Больница была небольшой, примерно на 300 человек — разумеется, заключенных, политических и уголовных, но внешне почти неотличимых друг от друга по своему крайне исхудалому виду и лагерной униформе, истрепанным серым бушлатам и штанам, в которых они поступали. Шаламов был стандартным больным, и первое время его никак не выделяли.
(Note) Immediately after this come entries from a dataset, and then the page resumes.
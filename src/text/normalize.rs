//! Text cleanup for free-form episode fields
//!
//! Descriptions arrive straight from podcast feeds and carry links, contact
//! addresses, leftover markup and emoji. `clean_text` reduces them to plain
//! ASCII prose with single spaces.

use regex::Regex;
use std::fmt::Display;
use std::sync::LazyLock;

static URL_RE: LazyLock<Regex> =
    LazyLock::new(|| Regex::new(r"http\S+|www\S+|https\S+").unwrap());
static EMAIL_RE: LazyLock<Regex> = LazyLock::new(|| Regex::new(r"\S+@\S+").unwrap());
static HTML_TAG_RE: LazyLock<Regex> = LazyLock::new(|| Regex::new(r"<.*?>").unwrap());
static NON_ASCII_RE: LazyLock<Regex> = LazyLock::new(|| Regex::new(r"[^\x00-\x7F]+").unwrap());

/// Strip URLs, emails, HTML tags and non-ASCII runs, then collapse whitespace.
///
/// Each removed fragment is replaced by a space before collapsing, so words on
/// either side of a removed token never fuse together.
pub fn clean_text(text: &str) -> String {
    let text = URL_RE.replace_all(text, " ");
    let text = EMAIL_RE.replace_all(&text, " ");
    let text = HTML_TAG_RE.replace_all(&text, " ");
    let text = NON_ASCII_RE.replace_all(&text, " ");
    collapse_whitespace(&text)
}

/// Clean any displayable value by coercing it to a string first.
pub fn clean_value<T: Display + ?Sized>(value: &T) -> String {
    clean_text(&value.to_string())
}

/// Collapse whitespace runs into single spaces and trim both ends.
pub fn collapse_whitespace(text: &str) -> String {
    text.split_whitespace().collect::<Vec<_>>().join(" ")
}

#[cfg(test)]
mod tests {
    use super::*;

    #[test]
    fn strips_scheme_and_www_links() {
        let cleaned = clean_text("listen at http://x.example/ep1 or www.x.example today");
        assert!(!cleaned.contains("http://x"));
        assert!(!cleaned.contains("www.x"));
        assert_eq!(cleaned, "listen at or today");
    }

    #[test]
    fn strips_https_links_glued_to_text() {
        assert_eq!(clean_text("show notes:https://pod.fm/notes"), "show notes:");
    }

    #[test]
    fn strips_email_addresses() {
        assert_eq!(
            clean_text("write to host@pod.fm with questions"),
            "write to with questions"
        );
    }

    #[test]
    fn strips_html_tags_non_greedy() {
        assert_eq!(
            clean_text("<p>Great <b>guest</b> this week</p>"),
            "Great guest this week"
        );
    }

    #[test]
    fn strips_emoji_and_symbols() {
        assert_eq!(clean_text("new episode 🎙️✨ out now"), "new episode out now");
        assert_eq!(clean_text("café"), "caf");
    }

    #[test]
    fn collapses_whitespace_and_trims() {
        assert_eq!(clean_text("  a \t\n b   c  "), "a b c");
    }

    #[test]
    fn empty_input_yields_empty_output() {
        assert_eq!(clean_text(""), "");
        assert_eq!(clean_text("   "), "");
        assert_eq!(clean_text("🎧"), "");
    }

    #[test]
    fn coerces_non_string_values() {
        assert_eq!(clean_value(&42), "42");
        assert_eq!(clean_value(&1.5f64), "1.5");
        assert_eq!(clean_value("plain"), "plain");
    }
}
Как вспоминала главный врач больницы Н.В. Савоева, он был — на ее взгляд, опытного и неформального диагноста, — «тяжелым дистрофиком и полиавитаминозником — мы изрядно над ним потрудились, чтобы поставить его на ноги»[41]. По воспоминаниям Б.Н. Лесняка, этот период длился несколько месяцев, поскольку сам он сблизился с Шаламовым лишь тогда, когда тот стал понемногу ходить — «солнышко стало пригревать, и ходячие больные, пододевшись, выходили на крылечки и завалинки своих отделений»[42]. По признакам колымской весны, это — конец апреля (1944 года) и, следовательно, Шаламов поступил на Беличью примерно в январе. Эту хронологию подтверждает и история неудавшейся встречи Шаламова с сестрой своей жены Александрой Игнатьевной Гудзь, находившейся в тот момент недалеко от него, в женском лагересовхозе «Эльген». (Об этом чуть позже.)
Шаламова поместили в терапевтическое отделение, а Б.Н. Лесняк был фельдшером соседнего хирургического отделения. При их встрече на весенней «завалинке» выяснилось, что оба они — москвичи (Лесняк во время ареста был студентом 3-го медицинского института), оба интересуются литературой, поэзией. «С Шаламовым мы сразу нашли общий язык, мне он понравился, — вспоминал Лесняк. — Я без труда понял его тревоги и пообещал, чем сумею помочь».
На первых порах помощь ограничивалась самым необходимым — хлебом и махоркой. Но это была тем более драгоценная поддержка, что Лесняк все приносил в палату (утепленную брезентовую палатку) сам. Он же и посоветовал Шаламову добиться устройства при больнице на легкие работы в оздоровительной команде и приложил к этому усилия, поскольку был близок к главврачу. Так через некоторое время и случилось: Н.В. Савоева помогла Шаламову еще на довольно большой период — практически на все лето 1944 года и начало зимы 1945-го — задержаться в Беличьей.